How many lines in the listing below include the word "month"? Reply with the count alone.
▬▬▬▬▬▬
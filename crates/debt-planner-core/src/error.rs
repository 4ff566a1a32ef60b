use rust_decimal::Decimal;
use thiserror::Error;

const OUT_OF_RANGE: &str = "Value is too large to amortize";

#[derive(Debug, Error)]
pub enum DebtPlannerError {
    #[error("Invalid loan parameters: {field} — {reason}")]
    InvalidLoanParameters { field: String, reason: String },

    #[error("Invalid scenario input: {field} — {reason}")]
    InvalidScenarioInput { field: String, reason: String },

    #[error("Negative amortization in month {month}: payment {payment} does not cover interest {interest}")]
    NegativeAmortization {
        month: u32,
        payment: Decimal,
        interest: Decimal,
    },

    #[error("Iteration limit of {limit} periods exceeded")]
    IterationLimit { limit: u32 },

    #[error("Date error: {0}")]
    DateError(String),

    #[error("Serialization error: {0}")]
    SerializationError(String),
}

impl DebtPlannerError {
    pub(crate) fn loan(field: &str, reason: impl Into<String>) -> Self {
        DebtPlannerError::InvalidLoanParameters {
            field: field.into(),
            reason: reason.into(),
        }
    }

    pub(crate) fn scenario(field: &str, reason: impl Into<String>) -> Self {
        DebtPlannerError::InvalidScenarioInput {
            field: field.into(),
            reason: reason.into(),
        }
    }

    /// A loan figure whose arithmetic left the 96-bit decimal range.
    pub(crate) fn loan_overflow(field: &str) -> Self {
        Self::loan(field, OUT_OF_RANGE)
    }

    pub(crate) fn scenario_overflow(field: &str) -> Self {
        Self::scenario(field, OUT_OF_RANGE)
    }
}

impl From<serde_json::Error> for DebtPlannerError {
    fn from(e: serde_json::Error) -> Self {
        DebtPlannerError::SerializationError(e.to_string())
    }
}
▬▬▬▬▬▬
◆ RESULT
2